[What the task requires]
Answer with one number only: the count of lines below that hold the word "trust".

[Opening Dataset records section]

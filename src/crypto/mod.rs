//! Cryptographic primitives this crate verifies signatures with.
//!
//! Primarily based on TR-03111 for the elliptic-curve arithmetic. Signing is
//! intentionally out of scope everywhere in this module — Passive
//! Authentication only ever checks signatures made by someone else.

pub mod ecdsa;
pub mod groups;
pub mod mod_ring;
pub mod named_fields;
pub mod rsa;
pub mod signature;

use rand::{CryptoRng, RngCore};

/// Marker trait for RNGs this crate accepts — kept generic over `rand`'s RNG
/// traits so call sites don't need to know the concrete RNG type.
pub trait CryptoCoreRng: CryptoRng + RngCore {}

impl<T> CryptoCoreRng for T where T: CryptoRng + RngCore {}
//! Named elliptic curve field parameters.
//!
//! NIST curves per <https://www.rfc-editor.org/rfc/rfc5114#section-2.1>;
//! Brainpool curves per RFC 5639. All are of prime order with a generator
//! for the full group (cofactor 1).

use ruint::{
    aliases::{U192, U256, U384},
    uint, Uint,
};

type U224 = Uint<224, 4>;
type U521 = Uint<521, 9>;

/// Elliptic curve field parameters.
pub struct Curve<U, V> {
    pub modulus:   U,
    pub param_a:   U,
    pub param_b:   U,
    pub generator: (U, U),
    pub order:     V,
}

/// RFC 5114 192-bit Random ECP Group, NIST P-192, secp192r1
pub const CURVE_1: Curve<U192, U192> = uint!(Curve {
    modulus:   0xffffffff_ffffffff_ffffffff_fffffffe_ffffffff_ffffffff_U192,
    param_a:   0xffffffff_ffffffff_ffffffff_fffffffe_ffffffff_fffffffc_U192,
    param_b:   0x64210519_e59c80e7_0fa7e9ab_72243049_feb8deec_c146b9b1_U192,
    generator: (
        0x188da80e_b03090f6_7cbf20eb_43a18800_f4ff0afd_82ff1012_U192,
        0x07192b95_ffc8da78_631011ed_6b24cdd5_73f977a1_1e794811_U192,
    ),
    order:     0xffffffff_ffffffff_ffffffff_99def836_146bc9b1_b4d22831_U192,
});

/// RFC 5114 224-bit Random ECP Group, NIST P-224, secp224r1
pub const CURVE_2: Curve<U224, U224> = uint!(Curve {
    modulus:   0xffffffff_ffffffff_ffffffff_ffffffff_00000000_00000000_00000001_U224,
    param_a:   0xffffffff_ffffffff_ffffffff_fffffffe_ffffffff_ffffffff_fffffffe_U224,
    param_b:   0xb4050a85_0c04b3ab_f5413256_5044b0b7_d7bfd8ba_270b3943_2355ffb4_U224,
    generator: (
        0xb70e0cbd_6bb4bf7f_321390b9_4a03c1d3_56c21122_343280d6_115c1d21_U224,
        0xbd376388_b5f723fb_4c22dfe6_cd4375a0_5a074764_44d58199_85007e34_U224,
    ),
    order:     0xffffffff_ffffffff_ffffffff_ffff16a2_e0b8f03e_13dd2945_5c5c2a3d_U224,
});

/// RFC 5114 256-bit Random ECP Group, NIST P-256, secp256r1
pub const CURVE_3: Curve<U256, U256> = uint!(Curve {
    modulus:   0xffffffff_00000001_00000000_00000000_00000000_ffffffff_ffffffff_ffffffff_U256,
    param_a:   0xffffffff_00000001_00000000_00000000_00000000_ffffffff_ffffffff_fffffffc_U256,
    param_b:   0x5ac635d8_aa3a93e7_b3ebbd55_769886bc_651d06b0_cc53b0f6_3bce3c3e_27d2604b_U256,
    generator: (
        0x6b17d1f2_e12c4247_f8bce6e5_63a440f2_77037d81_2deb33a0_f4a13945_d898c296_U256,
        0x4fe342e2_fe1a7f9b_8ee7eb4a_7c0f9e16_2bce3357_6b315ece_cbb64068_37bf51f5_U256,
    ),
    order:     0xffffffff_00000000_ffffffff_ffffffff_bce6faad_a7179e84_f3b9cac2_fc632551_U256,
});

/// RFC 5114 384-bit Random ECP Group, NIST P-384, secp384r1
pub const CURVE_4: Curve<U384, U384> = uint!(Curve {
   modulus: 0xffffffff_ffffffff_ffffffff_ffffffff_ffffffff_ffffffff_fffffffe_ffffffff_00000000_00000000_ffffffff_U384,
   param_a: 0xffffffff_ffffffff_ffffffff_ffffffff_ffffffff_ffffffff_fffffffe_ffffffff_00000000_00000000_fffffffc_U384,
   param_b: 0xB3312FA7_E23EE7E4_988E056B_E3F82D19_181D9C6E_FE814112_0314088F_5013875A_C656398D_8A2ED19D_2A85C8ED_D3EC2AEF_U384,
   generator: (
        0xAA87CA22_BE8B0537_8EB1C71E_F320AD74_6E1D3B62_8BA79B98_59F741E0_82542A38_5502F25D_BF55296C_3A545E38_72760AB7_U384,
        0x3617DE4A_96262C6F_5D9E98BF_9292DC29_F8F41DBD_289A147C_E9DA3113_B5F0B8C0_0A60B1CE_1D7E819D_7A431D7C_90EA0E5F_U384,
   ),
   order: 0xFFFFFFFF_FFFFFFFF_FFFFFFFF_FFFFFFFF_FFFFFFFF_FFFFFFFF_C7634D81_F4372DDF_581A0DB2_48B0A77A_ECEC196A_CCC52973_U384,
});

/// RFC 5114 521-bit Random ECP Group, NIST P-521, secp521r1
pub const CURVE_5: Curve<U521, U521> = uint!(Curve {
    modulus: 0x000001FF_FFFFFFFF_FFFFFFFF_FFFFFFFF_FFFFFFFF_FFFFFFFF_FFFFFFFF_FFFFFFFF_FFFFFFFF_FFFFFFFF_FFFFFFFF_FFFFFFFF_FFFFFFFF_FFFFFFFF_FFFFFFFF_FFFFFFFF_FFFFFFFF_U521,
    param_a: 0x000001FF_FFFFFFFF_FFFFFFFF_FFFFFFFF_FFFFFFFF_FFFFFFFF_FFFFFFFF_FFFFFFFF_FFFFFFFF_FFFFFFFF_FFFFFFFF_FFFFFFFF_FFFFFFFF_FFFFFFFF_FFFFFFFF_FFFFFFFF_FFFFFFFC_U521,
    param_b: 0x00000051_953EB961_8E1C9A1F_929A21A0_B68540EE_A2DA725B_99B315F3_B8B48991_8EF109E1_56193951_EC7E937B_1652C0BD_3BB1BF07_3573DF88_3D2C34F1_EF451FD4_6B503F00_U521,
    generator: (
        0x000000C6_858E06B7_0404E9CD_9E3ECB66_2395B442_9C648139_053FB521_F828AF60_6B4D3DBA_A14B5E77_EFE75928_FE1DC127_A2FFA8DE_3348B3C1_856A429B_F97E7E31_C2E5BD66_U521,
        0x00000118_39296A78_9A3BC004_5C8A5FB4_2C7D1BD9_98F54449_579B4468_17AFBD17_273E662C_97EE7299_5EF42640_U521,
    ),
    order: 0x000001FF_FFFFFFFF_FFFFFFFF_FFFFFFFF_FFFFFFFF_FFFFFFFF_FFFFFFFF_FFFFFFFF_FFFFFFFA_51868783_BF2F966B_7FCC0148_F709A5D0_3BB5C9B8_899C47AE_BB6FB71E_91386409_U521,
});

/// RFC 5639 brainpoolP256r1
pub const CURVE_6: Curve<U256, U256> = uint!(Curve {
    modulus:   0xA9FB57DB_A1EEA9BC_3E660A90_9D838D72_6E3BF623_D5262028_2013481D_1F6E5377_U256,
    param_a:   0x7D5A0975_FC2C3057_EEF67530_417AFFE7_FB8055C1_26DC5C6C_E94A4B44_F330B5D9_U256,
    param_b:   0x26DC5C6C_E94A4B44_F330B5D9_BBD77CBF_95841629_5CF7E1CE_6BCCDC18_FF8C07B6_U256,
    generator: (
        0x8BD2AEB9_CB7E57CB_2C4B482F_FC81B7AF_B9DE27E1_E3BD23C2_3A4453BD_9ACE3262_U256,
        0x547EF835_C3DAC4FD_97F8461A_14611DC9_C2774513_2DED8E54_5C1D54C7_2F046997_U256,
    ),
    order:     0xA9FB57DB_A1EEA9BC_3E660A90_9D838D71_8C397AA3_B561A6F7_901E0E82_974856A7_U256,
});

/// RFC 5639 brainpoolP384r1
pub const CURVE_7: Curve<U384, U384> = uint!(Curve {
    modulus:   0x8CB91E82_A3386D28_0F5D6F7E_50E641DF_152F7109_ED5456B4_12B1DA19_7FB71123_ACD3A729_901D1A71_87470013_3107EC53_U384,
    param_a:   0x7BC382C6_3D8C150C_3C72080A_CE05AFA0_C2BEA28E_4FB22787_139165EF_BA91F90F_8AA5814A_503AD4EB_04A8C7DD_22CE2826_U384,
    param_b:   0x04A8C7DD_22CE2826_8B39B554_16F0447C_2FB77DE1_07DCD2A6_2E880EA5_3EEB62D5_7CB43902_95DBC994_3AB78696_FA504C11_U384,
    generator: (
        0x1D1C64F0_68CF45FF_A2A63A81_B7C13F6B_8847A3E7_7EF14FE3_DB7FCAFE_0CBD10E8_E826E034_36D646AA_EF87B2E2_47D4AF1E_U384,
        0x8ABE1D75_20F9C2A4_5CB1EB8E_95CFD552_62B70B29_FEEC5864_E19C054F_F9912928_0E464621_77918111_42820341_263C5315_U384,
    ),
    order:     0x8CB91E82_A3386D28_0F5D6F7E_50E641DF_152F7109_ED5456B3_1F166E6C_AC0425A7_CF3AB6AF_6B7FC310_3B883202_E9046565_U384,
});
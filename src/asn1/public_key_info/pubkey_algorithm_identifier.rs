//! `SubjectPublicKeyInfo.algorithm` decoded into a rich enum.
//!
//! Wire-level `EncodeValue`/`DecodeValue` live in `mod.rs` alongside
//! [`super::SubjectPublicKeyInfo`], which needs the same OID-dispatch shape.

use {
    super::{DhAlgoParameters, ECAlgoParameters},
    crate::asn1::AnyAlgorithmIdentifier,
    der::asn1::ObjectIdentifier as Oid,
};

pub const ID_RSA: Oid = Oid::new_unwrap("1.2.840.113549.1.1.1");
pub const ID_EC: Oid = Oid::new_unwrap("1.2.840.10045.2.1");
pub const ID_DH: Oid = Oid::new_unwrap("1.2.840.10046.2.1");

#[derive(Clone, Debug, Eq, PartialEq, PartialOrd, Ord)]
pub enum PubkeyAlgorithmIdentifier {
    Rsa,
    Ec(ECAlgoParameters),
    Dh(DhAlgoParameters),
    Unknown(AnyAlgorithmIdentifier),
}
//! Explicit, value-typed policy configuration for the trust engine.
//!
//! Replaces a process-global configuration singleton: every entry point that
//! needs policy knobs takes a `&CoreConfig` argument instead of reading
//! ambient state. The CLI binary is the only place environment variables are
//! read; this module never touches `std::env`.

use std::{collections::HashSet, time::Duration};

use const_oid::ObjectIdentifier as Oid;

/// How to treat SHA-1 as a digest algorithm in signatures and DG hashes.
///
/// SHA-1 remains common in older CSCA/DSC material; spec.md treats it as
/// weak but not automatically fatal.
#[derive(Clone, Copy, Debug, Eq, PartialEq)]
pub enum Sha1Posture {
    /// SHA-1 is accepted without comment.
    Accept,
    /// SHA-1 is accepted but recorded as a deviation on the verdict.
    Deviation,
    /// SHA-1 signatures/hashes are rejected outright.
    Reject,
}

/// Policy configuration consumed by every verification entry point.
///
/// Constructed once by the caller (CLI, test, or embedding application) and
/// passed down by reference; nothing in this crate mutates it.
#[derive(Clone, Debug)]
pub struct CoreConfig {
    /// If `false` (the default), a CRL whose `nextUpdate` has passed causes
    /// [`crate::error::PkdError::RevocationStale`] rather than being
    /// silently treated as still current.
    pub accept_stale_crls: bool,
    /// Policy for SHA-1 digests, see [`Sha1Posture`].
    pub sha1_posture: Sha1Posture,
    /// Critical X.509 extensions beyond the handful the chain builder
    /// understands natively that are nonetheless accepted rather than
    /// causing [`crate::error::PkdError::UnknownCriticalExt`].
    pub accepted_critical_exts: HashSet<Oid>,
    /// Allowed clock skew when checking certificate and CRL validity
    /// windows.
    pub clock_skew: Duration,
    /// Maximum certificate chain depth (spec.md §4.11: depth ≥ 8 fails).
    pub max_chain_depth: usize,
}

impl Default for CoreConfig {
    fn default() -> Self {
        Self {
            accept_stale_crls: false,
            sha1_posture: Sha1Posture::Deviation,
            accepted_critical_exts: HashSet::new(),
            clock_skew: Duration::from_secs(5 * 60),
            max_chain_depth: 8,
        }
    }
}

impl CoreConfig {
    /// A chain of `depth` certificates (trust anchor excluded) is too deep
    /// under this policy.
    pub fn chain_too_deep(&self, depth: usize) -> bool {
        depth >= self.max_chain_depth
    }
}

#[cfg(test)]
mod tests {
    use super::*;

    #[test]
    fn default_policy_is_conservative() {
        let cfg = CoreConfig::default();
        assert!(!cfg.accept_stale_crls);
        assert_eq!(cfg.sha1_posture, Sha1Posture::Deviation);
        assert!(cfg.accepted_critical_exts.is_empty());
        assert_eq!(cfg.max_chain_depth, 8);
        assert!(cfg.chain_too_deep(8));
        assert!(!cfg.chain_too_deep(7));
    }
}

[Closing Dataset records section]

[Solution]
2